■ WORK INSTRUCTION:
Only the lines that hold "Some" should be in the answer, each copied from the data below.
##### SOURCE RECORDS
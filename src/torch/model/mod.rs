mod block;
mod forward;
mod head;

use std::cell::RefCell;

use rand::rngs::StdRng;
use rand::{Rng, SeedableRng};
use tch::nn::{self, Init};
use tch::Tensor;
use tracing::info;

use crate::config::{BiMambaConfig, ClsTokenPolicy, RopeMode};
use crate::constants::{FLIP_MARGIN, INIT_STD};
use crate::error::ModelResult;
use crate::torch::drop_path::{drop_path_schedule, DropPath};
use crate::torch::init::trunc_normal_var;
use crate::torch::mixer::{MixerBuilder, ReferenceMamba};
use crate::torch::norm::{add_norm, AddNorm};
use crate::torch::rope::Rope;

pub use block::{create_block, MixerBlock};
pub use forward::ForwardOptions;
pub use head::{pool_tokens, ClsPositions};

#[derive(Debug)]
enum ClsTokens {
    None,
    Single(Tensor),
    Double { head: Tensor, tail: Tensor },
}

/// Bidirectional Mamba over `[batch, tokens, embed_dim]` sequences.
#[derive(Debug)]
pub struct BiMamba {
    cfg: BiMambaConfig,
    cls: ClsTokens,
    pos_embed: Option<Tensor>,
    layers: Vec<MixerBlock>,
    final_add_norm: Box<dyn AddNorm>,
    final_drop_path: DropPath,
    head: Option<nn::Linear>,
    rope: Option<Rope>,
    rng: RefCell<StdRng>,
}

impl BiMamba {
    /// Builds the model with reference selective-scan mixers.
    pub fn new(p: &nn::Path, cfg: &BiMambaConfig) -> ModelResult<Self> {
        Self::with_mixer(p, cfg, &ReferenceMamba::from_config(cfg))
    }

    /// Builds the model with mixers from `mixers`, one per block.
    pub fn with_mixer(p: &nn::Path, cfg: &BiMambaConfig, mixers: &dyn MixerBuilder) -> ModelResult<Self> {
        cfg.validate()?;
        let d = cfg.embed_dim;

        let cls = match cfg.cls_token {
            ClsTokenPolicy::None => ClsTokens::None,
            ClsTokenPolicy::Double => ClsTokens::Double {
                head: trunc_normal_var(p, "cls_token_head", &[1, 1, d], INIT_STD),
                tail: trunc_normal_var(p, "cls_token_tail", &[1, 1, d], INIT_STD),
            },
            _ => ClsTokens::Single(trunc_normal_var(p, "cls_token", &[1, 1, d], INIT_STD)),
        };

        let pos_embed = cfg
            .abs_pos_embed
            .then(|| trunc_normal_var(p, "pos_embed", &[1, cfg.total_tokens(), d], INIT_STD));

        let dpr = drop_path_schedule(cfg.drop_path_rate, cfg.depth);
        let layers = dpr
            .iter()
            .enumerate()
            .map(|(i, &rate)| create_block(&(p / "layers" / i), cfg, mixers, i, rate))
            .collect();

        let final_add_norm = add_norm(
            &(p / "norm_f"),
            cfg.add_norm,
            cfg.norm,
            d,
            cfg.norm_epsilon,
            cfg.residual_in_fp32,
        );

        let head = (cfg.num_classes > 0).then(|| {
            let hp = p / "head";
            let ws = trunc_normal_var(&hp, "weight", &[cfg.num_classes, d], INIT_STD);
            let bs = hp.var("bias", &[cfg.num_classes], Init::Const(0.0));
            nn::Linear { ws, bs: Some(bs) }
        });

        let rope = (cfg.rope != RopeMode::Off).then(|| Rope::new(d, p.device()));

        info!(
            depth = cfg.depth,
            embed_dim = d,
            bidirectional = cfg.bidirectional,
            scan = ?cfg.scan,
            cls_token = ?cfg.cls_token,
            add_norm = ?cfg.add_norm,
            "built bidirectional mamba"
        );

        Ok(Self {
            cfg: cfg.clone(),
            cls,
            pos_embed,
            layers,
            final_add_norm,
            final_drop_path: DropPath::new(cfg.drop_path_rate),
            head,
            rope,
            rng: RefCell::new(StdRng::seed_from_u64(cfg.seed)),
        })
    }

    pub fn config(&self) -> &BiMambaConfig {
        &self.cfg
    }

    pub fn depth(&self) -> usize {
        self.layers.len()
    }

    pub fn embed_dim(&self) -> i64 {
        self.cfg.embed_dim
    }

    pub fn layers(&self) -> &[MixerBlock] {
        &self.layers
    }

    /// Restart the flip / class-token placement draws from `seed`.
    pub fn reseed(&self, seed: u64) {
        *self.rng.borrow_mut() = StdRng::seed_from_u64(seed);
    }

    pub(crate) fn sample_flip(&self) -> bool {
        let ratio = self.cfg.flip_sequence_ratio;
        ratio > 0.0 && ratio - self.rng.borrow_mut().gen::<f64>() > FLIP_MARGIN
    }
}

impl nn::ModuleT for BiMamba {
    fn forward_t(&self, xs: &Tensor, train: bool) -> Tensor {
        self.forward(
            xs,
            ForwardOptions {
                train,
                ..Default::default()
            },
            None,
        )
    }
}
##########
##### SOURCE RECORDS
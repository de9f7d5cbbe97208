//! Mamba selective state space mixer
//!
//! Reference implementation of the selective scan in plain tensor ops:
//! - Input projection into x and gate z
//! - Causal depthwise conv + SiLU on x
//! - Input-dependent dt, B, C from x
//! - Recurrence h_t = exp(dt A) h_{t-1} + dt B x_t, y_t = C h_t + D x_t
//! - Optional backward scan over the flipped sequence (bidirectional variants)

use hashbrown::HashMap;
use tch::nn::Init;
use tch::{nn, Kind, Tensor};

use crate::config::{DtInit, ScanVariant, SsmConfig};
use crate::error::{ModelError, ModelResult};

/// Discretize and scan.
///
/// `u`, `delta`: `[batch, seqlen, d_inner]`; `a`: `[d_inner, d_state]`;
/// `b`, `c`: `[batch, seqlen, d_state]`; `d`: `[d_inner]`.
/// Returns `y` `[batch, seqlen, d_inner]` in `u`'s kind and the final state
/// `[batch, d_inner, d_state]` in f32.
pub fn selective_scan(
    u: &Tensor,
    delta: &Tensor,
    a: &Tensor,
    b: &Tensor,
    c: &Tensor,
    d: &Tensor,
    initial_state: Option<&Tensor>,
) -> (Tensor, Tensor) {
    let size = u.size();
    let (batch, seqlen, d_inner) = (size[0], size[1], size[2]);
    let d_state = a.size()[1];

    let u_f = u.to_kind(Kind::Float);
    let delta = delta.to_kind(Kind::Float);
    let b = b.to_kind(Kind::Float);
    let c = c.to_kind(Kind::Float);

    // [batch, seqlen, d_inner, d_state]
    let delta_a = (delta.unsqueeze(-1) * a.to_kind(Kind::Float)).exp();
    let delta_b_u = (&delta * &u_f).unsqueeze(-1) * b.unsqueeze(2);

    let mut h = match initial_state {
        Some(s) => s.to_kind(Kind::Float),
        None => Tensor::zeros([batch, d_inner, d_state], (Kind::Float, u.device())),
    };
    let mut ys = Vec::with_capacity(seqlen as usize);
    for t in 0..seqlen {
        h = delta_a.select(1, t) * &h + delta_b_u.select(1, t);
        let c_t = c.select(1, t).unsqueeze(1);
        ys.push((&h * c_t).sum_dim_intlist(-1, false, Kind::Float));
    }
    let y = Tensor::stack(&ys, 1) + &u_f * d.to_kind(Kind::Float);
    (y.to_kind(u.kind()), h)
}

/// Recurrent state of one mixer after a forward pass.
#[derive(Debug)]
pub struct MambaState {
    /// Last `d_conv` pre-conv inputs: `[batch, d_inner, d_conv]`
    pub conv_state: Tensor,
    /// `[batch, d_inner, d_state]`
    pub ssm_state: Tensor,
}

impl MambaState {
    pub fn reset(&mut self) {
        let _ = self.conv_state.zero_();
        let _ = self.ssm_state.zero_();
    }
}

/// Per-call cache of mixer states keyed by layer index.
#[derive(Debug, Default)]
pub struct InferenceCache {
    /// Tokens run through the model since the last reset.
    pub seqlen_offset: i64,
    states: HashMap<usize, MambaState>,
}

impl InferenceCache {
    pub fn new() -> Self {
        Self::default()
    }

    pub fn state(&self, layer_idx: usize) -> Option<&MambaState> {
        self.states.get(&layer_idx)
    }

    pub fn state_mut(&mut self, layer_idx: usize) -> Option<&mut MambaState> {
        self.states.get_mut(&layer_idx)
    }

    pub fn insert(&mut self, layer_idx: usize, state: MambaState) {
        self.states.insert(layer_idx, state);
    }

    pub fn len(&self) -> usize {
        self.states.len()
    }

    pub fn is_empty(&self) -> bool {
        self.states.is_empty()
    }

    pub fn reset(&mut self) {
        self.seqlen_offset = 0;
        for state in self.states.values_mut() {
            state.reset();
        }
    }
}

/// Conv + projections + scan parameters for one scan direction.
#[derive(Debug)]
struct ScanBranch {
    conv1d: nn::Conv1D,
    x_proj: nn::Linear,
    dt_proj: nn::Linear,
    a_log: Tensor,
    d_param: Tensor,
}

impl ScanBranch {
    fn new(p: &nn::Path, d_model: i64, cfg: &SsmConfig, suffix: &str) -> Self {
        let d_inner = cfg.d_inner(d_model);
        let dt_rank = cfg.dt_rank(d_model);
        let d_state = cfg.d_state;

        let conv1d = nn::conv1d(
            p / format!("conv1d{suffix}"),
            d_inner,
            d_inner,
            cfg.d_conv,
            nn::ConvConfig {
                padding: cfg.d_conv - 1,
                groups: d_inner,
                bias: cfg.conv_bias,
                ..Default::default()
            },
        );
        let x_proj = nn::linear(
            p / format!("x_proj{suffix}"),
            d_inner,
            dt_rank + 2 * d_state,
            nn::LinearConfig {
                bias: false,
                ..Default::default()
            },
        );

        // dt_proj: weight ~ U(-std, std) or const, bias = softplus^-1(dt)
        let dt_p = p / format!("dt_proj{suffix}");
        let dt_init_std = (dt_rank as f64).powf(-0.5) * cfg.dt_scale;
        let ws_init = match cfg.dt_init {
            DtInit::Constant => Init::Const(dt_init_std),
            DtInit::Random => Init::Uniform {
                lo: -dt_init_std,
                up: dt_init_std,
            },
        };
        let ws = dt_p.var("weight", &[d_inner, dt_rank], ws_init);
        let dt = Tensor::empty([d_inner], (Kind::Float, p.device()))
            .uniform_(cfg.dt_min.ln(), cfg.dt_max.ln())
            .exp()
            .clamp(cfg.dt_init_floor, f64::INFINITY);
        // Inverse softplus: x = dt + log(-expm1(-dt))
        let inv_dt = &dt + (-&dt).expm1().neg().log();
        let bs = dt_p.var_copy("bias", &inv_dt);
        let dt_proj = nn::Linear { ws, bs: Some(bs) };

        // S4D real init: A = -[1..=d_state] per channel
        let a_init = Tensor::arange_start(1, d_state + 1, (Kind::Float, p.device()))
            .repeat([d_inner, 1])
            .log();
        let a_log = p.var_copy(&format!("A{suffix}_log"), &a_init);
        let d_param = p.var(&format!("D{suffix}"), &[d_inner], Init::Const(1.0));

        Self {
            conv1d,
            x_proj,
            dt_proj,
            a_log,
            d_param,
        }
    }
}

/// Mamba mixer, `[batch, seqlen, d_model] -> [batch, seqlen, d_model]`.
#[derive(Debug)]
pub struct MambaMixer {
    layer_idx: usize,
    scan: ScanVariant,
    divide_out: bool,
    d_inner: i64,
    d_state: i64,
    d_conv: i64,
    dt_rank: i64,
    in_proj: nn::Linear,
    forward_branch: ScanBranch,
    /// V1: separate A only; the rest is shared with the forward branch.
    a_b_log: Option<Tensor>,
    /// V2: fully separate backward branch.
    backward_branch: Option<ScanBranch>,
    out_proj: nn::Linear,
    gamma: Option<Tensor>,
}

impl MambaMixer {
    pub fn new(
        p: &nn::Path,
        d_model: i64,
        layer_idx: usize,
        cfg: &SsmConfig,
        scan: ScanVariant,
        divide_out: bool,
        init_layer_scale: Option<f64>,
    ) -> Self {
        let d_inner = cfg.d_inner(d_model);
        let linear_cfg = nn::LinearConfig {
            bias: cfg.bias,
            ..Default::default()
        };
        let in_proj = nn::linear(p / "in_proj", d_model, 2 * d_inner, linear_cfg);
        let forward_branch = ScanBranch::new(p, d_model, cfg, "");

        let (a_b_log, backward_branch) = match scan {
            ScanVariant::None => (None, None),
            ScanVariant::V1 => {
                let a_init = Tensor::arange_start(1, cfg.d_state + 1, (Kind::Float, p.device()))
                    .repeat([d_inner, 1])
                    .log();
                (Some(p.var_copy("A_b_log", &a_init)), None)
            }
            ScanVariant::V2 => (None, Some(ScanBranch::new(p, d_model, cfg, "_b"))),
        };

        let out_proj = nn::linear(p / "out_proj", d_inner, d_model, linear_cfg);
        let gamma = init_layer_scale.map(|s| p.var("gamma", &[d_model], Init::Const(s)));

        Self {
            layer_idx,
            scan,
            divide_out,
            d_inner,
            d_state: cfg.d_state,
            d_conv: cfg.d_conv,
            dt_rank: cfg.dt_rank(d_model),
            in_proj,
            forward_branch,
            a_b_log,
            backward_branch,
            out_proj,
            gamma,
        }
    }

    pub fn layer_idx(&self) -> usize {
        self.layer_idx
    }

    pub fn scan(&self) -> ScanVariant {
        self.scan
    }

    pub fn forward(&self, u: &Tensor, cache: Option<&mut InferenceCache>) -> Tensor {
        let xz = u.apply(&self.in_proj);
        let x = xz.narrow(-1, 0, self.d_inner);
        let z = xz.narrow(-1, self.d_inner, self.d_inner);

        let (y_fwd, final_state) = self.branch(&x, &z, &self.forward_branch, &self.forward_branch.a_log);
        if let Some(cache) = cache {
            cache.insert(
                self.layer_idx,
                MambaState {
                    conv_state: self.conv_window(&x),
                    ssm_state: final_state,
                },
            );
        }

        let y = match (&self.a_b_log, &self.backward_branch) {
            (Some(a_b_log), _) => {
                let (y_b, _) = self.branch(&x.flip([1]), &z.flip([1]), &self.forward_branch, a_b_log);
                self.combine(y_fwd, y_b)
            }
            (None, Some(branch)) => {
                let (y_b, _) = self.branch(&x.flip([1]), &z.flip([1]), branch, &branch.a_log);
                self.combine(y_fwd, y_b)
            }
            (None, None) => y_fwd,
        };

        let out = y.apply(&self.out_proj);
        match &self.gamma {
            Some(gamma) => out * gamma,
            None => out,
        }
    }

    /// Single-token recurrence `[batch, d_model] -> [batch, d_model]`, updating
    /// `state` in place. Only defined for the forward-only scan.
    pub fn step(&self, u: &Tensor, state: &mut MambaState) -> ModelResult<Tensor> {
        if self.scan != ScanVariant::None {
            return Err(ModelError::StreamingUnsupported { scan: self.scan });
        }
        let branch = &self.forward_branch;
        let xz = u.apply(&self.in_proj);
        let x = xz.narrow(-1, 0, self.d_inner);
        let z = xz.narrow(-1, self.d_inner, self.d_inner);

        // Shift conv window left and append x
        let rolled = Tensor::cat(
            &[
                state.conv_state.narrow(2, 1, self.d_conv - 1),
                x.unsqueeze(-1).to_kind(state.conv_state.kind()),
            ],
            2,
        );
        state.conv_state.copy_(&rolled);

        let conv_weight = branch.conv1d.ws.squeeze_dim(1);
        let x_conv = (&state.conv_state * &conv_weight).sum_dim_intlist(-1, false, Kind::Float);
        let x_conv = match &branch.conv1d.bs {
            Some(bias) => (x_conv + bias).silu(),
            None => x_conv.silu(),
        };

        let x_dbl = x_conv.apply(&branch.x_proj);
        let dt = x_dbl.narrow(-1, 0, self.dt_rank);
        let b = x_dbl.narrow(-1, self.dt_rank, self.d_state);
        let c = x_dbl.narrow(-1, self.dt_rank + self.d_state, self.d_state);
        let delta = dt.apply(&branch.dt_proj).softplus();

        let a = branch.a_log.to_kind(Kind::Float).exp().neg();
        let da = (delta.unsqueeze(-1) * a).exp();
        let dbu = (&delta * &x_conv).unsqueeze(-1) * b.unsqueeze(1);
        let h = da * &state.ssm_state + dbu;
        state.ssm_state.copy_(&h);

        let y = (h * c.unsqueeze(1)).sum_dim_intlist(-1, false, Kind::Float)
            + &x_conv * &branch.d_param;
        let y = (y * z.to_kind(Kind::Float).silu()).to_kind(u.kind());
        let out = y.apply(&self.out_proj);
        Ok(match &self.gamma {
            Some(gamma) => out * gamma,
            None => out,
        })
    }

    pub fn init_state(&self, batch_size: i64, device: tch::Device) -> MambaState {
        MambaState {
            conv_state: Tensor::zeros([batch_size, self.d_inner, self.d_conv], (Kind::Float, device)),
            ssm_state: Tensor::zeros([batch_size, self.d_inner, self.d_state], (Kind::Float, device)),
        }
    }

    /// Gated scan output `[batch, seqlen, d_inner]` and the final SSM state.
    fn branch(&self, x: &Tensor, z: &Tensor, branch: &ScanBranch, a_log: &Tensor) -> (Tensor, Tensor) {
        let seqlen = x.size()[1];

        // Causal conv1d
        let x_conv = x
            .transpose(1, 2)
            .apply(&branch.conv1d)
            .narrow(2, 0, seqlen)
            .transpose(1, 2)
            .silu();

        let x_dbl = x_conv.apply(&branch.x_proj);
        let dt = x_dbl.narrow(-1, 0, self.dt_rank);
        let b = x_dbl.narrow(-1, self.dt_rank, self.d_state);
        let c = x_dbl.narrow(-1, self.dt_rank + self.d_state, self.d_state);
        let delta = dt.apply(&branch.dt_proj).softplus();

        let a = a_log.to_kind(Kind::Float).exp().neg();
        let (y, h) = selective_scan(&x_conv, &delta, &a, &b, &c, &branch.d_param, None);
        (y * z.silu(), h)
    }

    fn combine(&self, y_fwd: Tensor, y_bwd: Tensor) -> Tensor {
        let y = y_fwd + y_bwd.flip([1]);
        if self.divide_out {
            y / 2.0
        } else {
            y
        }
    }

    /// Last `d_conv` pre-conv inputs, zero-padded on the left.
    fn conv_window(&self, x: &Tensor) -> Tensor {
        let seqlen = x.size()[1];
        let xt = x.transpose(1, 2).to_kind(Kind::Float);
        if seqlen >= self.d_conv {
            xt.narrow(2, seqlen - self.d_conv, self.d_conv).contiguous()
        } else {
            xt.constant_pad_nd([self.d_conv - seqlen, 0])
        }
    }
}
##########
■ PROBLEM SOLUTION:
            nn::Linear { ws, bs: Some(bs) }
        Some(s) => s.to_kind(Kind::Float),
        let dt_proj = nn::Linear { ws, bs: Some(bs) };
                (Some(p.var_copy("A_b_log", &a_init)), None)
            ScanVariant::V2 => (None, Some(ScanBranch::new(p, d_model, cfg, "_b"))),
        if let Some(cache) = cache {
            (Some(a_b_log), _) => {
            (None, Some(branch)) => {
            Some(gamma) => out * gamma,
            Some(bias) => (x_conv + bias).silu(),
            Some(gamma) => out * gamma,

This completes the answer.